What Happened
- SEBI has notified the Securities and Exchange Board of India (Intermediaries) (Amendment) Regulations, 2026 by publishing them in the Official Gazette on April 16, 2026.
- The amendments introduce a new chapter (Chapter IIIB) mandating accountability for all SEBI-regulated entities that use Artificial Intelligence (AI) or Machine Learning (ML) tools in their operations.
- A second new chapter (Chapter IIIC) mandates third-party verification of past risk and return metrics claimed by Investment Advisers, Research Analysts, and Algorithmic Trading Providers.
- Revisions to the "Fit and Proper Person" criteria have been introduced to balance principle-based regulatory objectives with market integrity.
- The regulations also introduce summary proceedings for minor violations (Regulation 30A), empowering senior SEBI officers (not just whole-time members) to initiate disciplinary action, enabling faster enforcement.
Static Topic Bridges
SEBI (Intermediaries) Regulations, 2008
The SEBI (Intermediaries) Regulations, 2008 form the backbone of India's securities market intermediary regulation framework. They set common standards for registration, conduct, and oversight of all SEBI-registered intermediaries — including stockbrokers, depository participants, investment advisers, merchant bankers, portfolio managers, research analysts, and others. The regulations establish the "Fit and Proper Person" criterion as a pre-condition for registration and continued operation.
- "Fit and Proper Person" criteria consider: financial integrity, absence of convictions, competence, and absence of conflicts of interest.

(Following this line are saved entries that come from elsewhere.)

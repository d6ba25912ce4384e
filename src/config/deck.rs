//! Deck file loading.
//!
//! Decks are written by hand in JSON, YAML or TOML; the format is picked by
//! extension. Image paths are resolved against the deck file's directory.
//!
//! # Example YAML
//!
//! ```yaml
//! name: Five habits
//! theme:
//!   background: "#0f172a"
//!   accent: "#f59e0b"
//!   width: 1080
//!   height: 1350
//! slides:
//!   - title: Five habits of calm engineers
//!     body: Swipe for the list
//!   - title: Write it down
//!     image: img/notebook.jpg
//! ```

use std::path::Path;

use tracing::{debug, info, instrument, trace};

use super::path::PathResolver;
use crate::error::{FpError, Result};
use crate::slides::Deck;

/// Deck file format.
#[derive(Debug, Clone, Copy, PartialEq, Eq)]
pub enum DeckFormat {
    /// JSON (.json).
    Json,
    /// YAML (.yaml, .yml).
    Yaml,
    /// TOML (.toml).
    Toml,
}

impl DeckFormat {
    /// Detect format from file extension.
    ///
    /// Returns `None` if the extension is not recognized.
    #[must_use]
    pub fn from_extension(path: &Path) -> Option<Self> {
        let ext = path.extension()?.to_str()?;
        trace!(extension = %ext, "Detecting deck format from extension");
        match ext.to_lowercase().as_str() {
            "json" => Some(Self::Json),
            "yaml" | "yml" => Some(Self::Yaml),
            "toml" => Some(Self::Toml),
            _ => None,
        }
    }

    #[must_use]
    pub const fn extension(&self) -> &'static str {
        match self {
            Self::Json => "json",
            Self::Yaml => "yaml",
            Self::Toml => "toml",
        }
    }
}

/// Load a deck from a file and resolve its image paths.
///
/// # Errors
///
/// Returns an error if:
/// - The file does not exist
/// - The format cannot be detected from the extension
/// - The content cannot be parsed or fails validation
#[instrument(skip_all, fields(path = %path.as_ref().display()))]
pub fn load_deck<P: AsRef<Path>>(path: P) -> Result<Deck> {
    let path = path.as_ref();
    info!("Loading deck file");

    let format = DeckFormat::from_extension(path).ok_or_else(|| {
        FpError::DeckParse(format!(
            "Unknown deck format for '{}': expected .json, .yaml, .yml, or .toml",
            path.display()
        ))
    })?;
    debug!(?format, "Detected deck format");

    let content = std::fs::read_to_string(path).map_err(|e| {
        if e.kind() == std::io::ErrorKind::NotFound {
            FpError::DeckNotFound {
                path: path.display().to_string(),
            }
        } else {
            FpError::Io(e)
        }
    })?;
    debug!(bytes = content.len(), "Read deck file");

    let mut deck = load_deck_from_str(&content, format)?;

    let resolver = PathResolver::new(path)?;
    for slide in &mut deck.slides {
        if let Some(src) = &slide.image {
            slide.image = Some(resolver.resolve_image(src)?);
        }
    }
    Ok(deck)
}

/// Parse and validate a deck from a string.
#[instrument(skip(content), fields(format = ?format, content_len = content.len()))]
pub fn load_deck_from_str(content: &str, format: DeckFormat) -> Result<Deck> {
    let deck: Deck = match format {
        DeckFormat::Json => {
            serde_json::from_str(content).map_err(|e| FpError::DeckParse(format!("JSON: {e}")))?
        }
        DeckFormat::Yaml => {
            serde_yaml::from_str(content).map_err(|e| FpError::DeckParse(format!("YAML: {e}")))?
        }
        DeckFormat::Toml => {
            toml::from_str(content).map_err(|e| FpError::DeckParse(format!("TOML: {e}")))?
        }
    };

    deck.validate()?;
    info!(
        name = ?deck.name,
        slides = deck.slides.len(),
        width = deck.theme.width,
        height = deck.theme.height,
        "Deck loaded and validated"
    );
    Ok(deck)
}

- SEBI can suspend, cancel, or refuse registration to any intermediary found not meeting the fit and proper standard.
- SEBI regulates approximately 90,000 intermediaries across market segments.
- The SEBI (Stock Brokers) Regulations, 2026 — a separate regulation notified earlier in 2026 — restructured the broking framework, replacing the 1992 stockbroker regulations.
Connection to this news: The 2026 amendment tightens the fit and proper framework by introducing faster enforcement mechanisms and expanding the scope of regulatory oversight to cover technology deployments like AI/ML — a significant evolution of a framework originally designed for human intermediaries.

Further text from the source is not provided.